Will was wild with excitement, choosing first one book, then swapping it for another and trying to wedge in his beloved tin Spitfire without denting the wings. Marty and Richard were the last of his schoolmates to leave for Wales and he couldn’t wait to meet up with them and the other boys he hadn’t seen for weeks. Ruth was less happy. Sometimes she copied Will’s boisterous preparations, but most days she wanted to sit on Gwen’s lap or trail along after her, clutching her knitted doll. There was no question of exchanging Susie for a game or a puzzle,
so Betty dressed the doll in a new outfit for the occasion, sewn together from the scraps of her old armchair, which had been salvaged from the hit.

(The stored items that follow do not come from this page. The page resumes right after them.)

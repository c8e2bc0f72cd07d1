//! Per-frame (track, rule) match test.

use crate::model::Track;
use crate::rule::Rule;

/// Why a track failed to match a rule.
#[derive(Debug, Clone, Copy, PartialEq, Eq)]
pub enum Rejection {
    StateNotEvaluable,
    NoHistory,
    LowConfidence,
    ClassificationMismatch,
    OutsideRoi,
    PromptMismatch,
}

/// Pure match test, called once per (rule, track) per frame.
pub fn matches(track: &Track, rule: &Rule) -> bool {
    check(track, rule).is_ok()
}

/// Same as [`matches`] but reports the first failing condition.
pub fn check(track: &Track, rule: &Rule) -> Result<(), Rejection> {
    if !track.state.is_evaluable() {
        return Err(Rejection::StateNotEvaluable);
    }

    let latest = track.latest_detection().ok_or(Rejection::NoHistory)?;

    if latest.confidence < rule.conditions.min_confidence {
        return Err(Rejection::LowConfidence);
    }

    if let Some(required) = rule.conditions.required_state() {
        if track.state != required {
            return Err(Rejection::ClassificationMismatch);
        }
    }

    if let Some(roi) = rule.roi() {
        if roi.enabled && !roi.contains_bbox(&track.bbox) {
            return Err(Rejection::OutsideRoi);
        }
    }

    // Detections without provenance (e.g. coasted boxes) skip this check.
    if !latest.prompt_used.is_empty() && !latest.prompt_used.contains(rule.prompt()) {
        return Err(Rejection::PromptMismatch);
    }

    Ok(())
}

On the Saturday afternoon before they were due to leave, Gwen put on a special tea. Even though the thought of eating anything turned her stomach, she wanted the children to have something nice to remember about their last day at home. George was late on the trains and couldn’t change his shift, at least that was what he said, so Betty came in and tried to jolly them along. The custard was burnt, the tea was weak and Will did most of the talking. ‘Will they ask about Johnny?’ he blurted out.
Gwen had no idea what, if anything, the children from Johnny’s class had been told.
‘What will I tell them?’ he asked.
Ruth looked at Gwen, her lips trembling. ‘I don’t want to talk about Johnny. It makes Mum cry. And Dad.’
Gwen knew that Betty was waiting for her to come up with an answer, but she couldn’t lift her eyes from her plate.
‘You tell them your Johnny was a very brave boy,’ Betty said at last. ‘A proper little hero and it was all Hitler’s fault. Ain’t that right? Gwen?’
Gwen pushed a bit of greasy sausage around her plate, then stabbed it with her fork.
A horrible couple of hours passed before Betty scraped her chair back and said, ‘Well, my dears. I best get back to Len. Make sure he’s behaving himself – you know what a terror he can be.’ She held her arms out to the children. ‘Give us a hug, then.’
Ruth wrapped her arms around Betty, but Will stood back, holding his hand out to shake hers when Ruth released her grip.
‘Is that all I get, young sir?’ Betty asked, forcing his head into her chest. ‘You’re almost up to my shoulder, ain’t you? Look at him, Gwen.’
Will stood tall and measured himself against Betty. ‘Almost,’ he said.
‘Next time I see you I expect you’ll be up here somewhere.’ She marked an imaginary height inches above her head.
‘And I’ll be just there.’ Ruth stood on her toes and touched Betty’s nose.